__Source data__

mod common;
use common::{cr, init_db, insert_call, seed_agents, seed_calls, setup_test_db, temp_out};
use predicates::prelude::*;
use std::fs;
use std::path::Path;

#[test]
fn test_init_creates_database() {
    let db_path = setup_test_db("init_creates_database");
    init_db(&db_path);
    assert!(Path::new(&db_path).exists());

    cr().args(["--db", &db_path, "log"])
        .assert()
        .success()
        .stdout(predicate::str::contains("init"));
}

#[test]
fn test_queue_json_has_windows() {
    let db_path = setup_test_db("queue_json_has_windows");
    seed_calls(&db_path);

    cr().args(["--db", &db_path, "queue", "--queue", "9008", "--range", "2025-01"])
        .assert()
        .success()
        .stdout(predicate::str::contains("\"hora_pico\": \"07h+08h\""))
        .stdout(predicate::str::contains("\"cantidad_hora_pico\": 3"))
        .stdout(predicate::str::contains("\"fecha\": \"2025-01-06\""))
        .stdout(predicate::str::contains("\"cola\": \"9008\""))
        .stdout(predicate::str::contains("\"pct_abandonadas\": 25.0"));
}

#[test]
fn test_queue_all_queues_has_no_queue_field() {
    let db_path = setup_test_db("queue_all_queues");
    seed_calls(&db_path);

    cr().args(["--db", &db_path, "queue", "--range", "2025-01-06"])
        .assert()
        .success()
        .stdout(predicate::str::contains("\"llamadas_totales\": 5"))
        .stdout(predicate::str::contains("\"cola\"").not());
}

#[test]
fn test_queue_csv_to_file() {
    let db_path = setup_test_db("queue_csv_to_file");
    seed_calls(&db_path);
    let out = temp_out("queue_csv_to_file", "csv");

    cr().args([
        "--db", &db_path, "queue", "--queue", "9008", "--range", "2025-01-06:2025-01-13", "--format",
        "csv", "--file", &out,
    ])
    .assert()
    .success();

    let content = fs::read_to_string(&out).expect("read exported csv");
    let mut lines = content.lines();
    let head = lines.next().expect("header");
    assert!(head.starts_with("fecha,cola,llamadas_totales,respondidas"));
    assert!(head.contains("hora_menos_pico"));
    // Sunday rows stay in the daily listing; only weekly views drop them
    assert_eq!(lines.count(), 8);
    assert!(content.contains("2025-01-12"));
}

#[test]
fn test_queue_bad_range_fails() {
    let db_path = setup_test_db("queue_bad_range");
    seed_calls(&db_path);

    cr().args(["--db", &db_path, "queue", "--queue", "9008", "--range", "2025-13"])
        .assert()
        .failure()
        .stderr(predicate::str::contains("Invalid range"));
}

#[test]
fn test_unparsable_stored_date_aborts() {
    let db_path = setup_test_db("unparsable_stored_date");
    seed_calls(&db_path);
    let conn = rusqlite::Connection::open(&db_path).expect("open db");
    insert_call(&conn, "9008", "2025-01-3X 07:00:00", "terminada", 10, 60);

    cr().args(["--db", &db_path, "queue", "--queue", "9008", "--range", "2025-01"])
        .assert()
        .failure()
        .stderr(predicate::str::contains("Invalid date format"));
}

#[test]
fn test_hourly_mismatch_is_warned_not_fatal() {
    let db_path = setup_test_db("hourly_mismatch");
    seed_calls(&db_path);
    let conn = rusqlite::Connection::open(&db_path).expect("open db");
    // 22h is outside the analyzed hours but still part of the day total
    insert_call(&conn, "9008", "2025-01-06 22:15:00", "terminada", 10, 60);

    cr().args(["--db", &db_path, "queue", "--queue", "9008", "--range", "2025-01-06"])
        .assert()
        .success()
        .stdout(predicate::str::contains("\"llamadas_totales\": 5"))
        .stderr(predicate::str::contains("Data inconsistency"));
}

#[test]
fn test_answered_call_without_pickup_has_no_hour() {
    let db_path = setup_test_db("answered_without_pickup");
    seed_calls(&db_path);
    let conn = rusqlite::Connection::open(&db_path).expect("open db");
    conn.execute(
        "INSERT INTO call_entry
            (id_queue_call_entry, datetime_entry_queue, datetime_init, status, duration_wait, duration)
         SELECT id, '2025-01-07 11:00:00', NULL, 'terminada', 5, 60
         FROM queue_call_entry WHERE queue = '9008'",
        [],
    )
    .expect("insert call without pickup");

    // counted in the day total but in no hour of the breakdown
    cr().args(["--db", &db_path, "queue", "--queue", "9008", "--range", "2025-01-07"])
        .assert()
        .success()
        .stdout(predicate::str::contains("\"llamadas_totales\": 5"))
        .stderr(predicate::str::contains("hourly sum 4 != total calls 5"));
}

#[test]
fn test_missing_database_fails() {
    let db_path = setup_test_db("missing_database");

    cr().args(["--db", &db_path, "queue", "--range", "2025-01"])
        .assert()
        .failure()
        .stderr(predicate::str::contains("Database error"));
}

#[test]
fn test_dashboard_json() {
    let db_path = setup_test_db("dashboard_json");
    seed_calls(&db_path);

    cr().args(["--db", &db_path, "dashboard", "--date", "2025-01-06", "--json"])
        .assert()
        .success()
        .stdout(predicate::str::contains("\"totales\""))
        .stdout(predicate::str::contains("\"llamadas_totales\": 5"))
        .stdout(predicate::str::contains("\"pct_abandonadas\": 20.0"))
        .stdout(predicate::str::contains("\"pct_exito\": 75.0"))
        .stdout(predicate::str::contains("\"pct_abandonadas\": 25.0"))
        .stdout(predicate::str::contains("\"pct_exito\": 100.0"));
}

#[test]
fn test_dashboard_table() {
    let db_path = setup_test_db("dashboard_table");
    seed_calls(&db_path);

    cr().args(["--db", &db_path, "dashboard", "--date", "2025-01-07"])
        .assert()
        .success()
        .stdout(predicate::str::contains("9008 : Call Rehabilitar"))
        .stdout(predicate::str::contains("TOTAL"));
}

#[test]
fn test_dashboard_bad_date_fails() {
    let db_path = setup_test_db("dashboard_bad_date");
    seed_calls(&db_path);

    cr().args(["--db", &db_path, "dashboard", "--date", "07/01/2025"])
        .assert()
        .failure()
        .stderr(predicate::str::contains("Invalid date format"));
}

#[test]
fn test_agents_json_statuses() {
    let db_path = setup_test_db("agents_json");
    seed_agents(&db_path);

    cr().args(["--db", &db_path, "agents", "--range", "2025-01-06"])
        .assert()
        .success()
        .stdout(predicate::str::contains("\"agente\": \"Ana Gomez\""))
        .stdout(predicate::str::contains("\"estado\": \"INCUMPLE\""))
        .stdout(predicate::str::contains("\"estado\": \"CUMPLE\""))
        .stdout(predicate::str::contains("\"tipo_pausa\": \"SIN PAUSA\""));
}

#[test]
fn test_agents_csv() {
    let db_path = setup_test_db("agents_csv");
    seed_agents(&db_path);

    cr().args(["--db", &db_path, "agents", "--range", "2025-01", "--format", "csv"])
        .assert()
        .success()
        .stdout(predicate::str::contains("agente,tiempo_logueado,tiempo_activo,tipo_pausa,tiempo_pausa,estado"))
        .stdout(predicate::str::contains("Luis Perez,3000,0,Almuerzo,3000,CUMPLE"));
}

#[test]
fn test_export_callcenter_xlsx() {
    let db_path = setup_test_db("export_callcenter_xlsx");
    seed_calls(&db_path);
    let out = temp_out("export_callcenter_xlsx", "xlsx");

    cr().args(["--db", &db_path, "export", "--range", "2025-01", "--file", &out])
        .assert()
        .success()
        .stdout(predicate::str::contains("XLSX export completed"));

    let bytes = fs::read(&out).expect("read workbook");
    assert!(bytes.starts_with(b"PK"));

    cr().args(["--db", &db_path, "log"])
        .assert()
        .success()
        .stdout(predicate::str::contains("export"));
}

#[test]
fn test_export_agents_xlsx() {
    let db_path = setup_test_db("export_agents_xlsx");
    seed_agents(&db_path);
    let out = temp_out("export_agents_xlsx", "xlsx");

    cr().args(["--db", &db_path, "export", "--kind", "agents", "--range", "2025-01", "--file", &out])
        .assert()
        .success();

    assert!(Path::new(&out).exists());
}

#[test]
fn test_export_empty_range_still_writes_workbook() {
    let db_path = setup_test_db("export_empty_range");
    seed_calls(&db_path);
    let out = temp_out("export_empty_range", "xlsx");

    cr().args(["--db", &db_path, "export", "--range", "2023", "--file", &out])
        .assert()
        .success()
        .stderr(predicate::str::contains("No calls found"));

    assert!(Path::new(&out).exists());
}

#[test]
fn test_export_relative_path_fails() {
    let db_path = setup_test_db("export_relative_path");
    seed_calls(&db_path);

    cr().args(["--db", &db_path, "export", "--range", "2025-01", "--file", "report.xlsx"])
        .assert()
        .failure()
        .stderr(predicate::str::contains("must be absolute"));
}

#[test]
fn test_export_existing_file_needs_force() {
    let db_path = setup_test_db("export_existing_file");
    seed_calls(&db_path);
    let out = temp_out("export_existing_file", "xlsx");
    fs::write(&out, b"old").expect("write placeholder");

    cr().args(["--db", &db_path, "export", "--range", "2025-01", "--file", &out])
        .write_stdin("n\n")
        .assert()
        .failure()
        .stderr(predicate::str::contains("Export cancelled"));

    cr().args(["--db", &db_path, "export", "--range", "2025-01", "--file", &out, "--force"])
        .assert()
        .success();

    let bytes = fs::read(&out).expect("read workbook");
    assert!(bytes.starts_with(b"PK"));
}
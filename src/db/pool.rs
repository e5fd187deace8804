//! SQLite connection wrapper (lightweight for CLI usage).

use rusqlite::{Connection, OpenFlags, Result};
use std::path::Path;

pub struct DbPool {
    pub conn: Connection,
}

impl DbPool {
    /// Open (or create) the database at `path`.
    pub fn new(path: &str) -> Result<Self> {
        let conn = Connection::open(Path::new(path))?;
        Ok(Self { conn })
    }

    /// Open an existing database; reports never create an empty store.
    pub fn open_existing(path: &str) -> Result<Self> {
        let conn = Connection::open_with_flags(
            Path::new(path),
            OpenFlags::SQLITE_OPEN_READ_WRITE | OpenFlags::SQLITE_OPEN_NO_MUTEX,
        )?;
        Ok(Self { conn })
    }
}
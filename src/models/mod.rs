pub mod agent;
pub mod daily;
pub mod hourly;
pub mod period;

__Problem requirements__
Find and show each line of the listing with the word "OpenFlags".

__Result for this task__
use rusqlite::{Connection, OpenFlags, Result};
            OpenFlags::SQLITE_OPEN_READ_WRITE | OpenFlags::SQLITE_OPEN_NO_MUTEX,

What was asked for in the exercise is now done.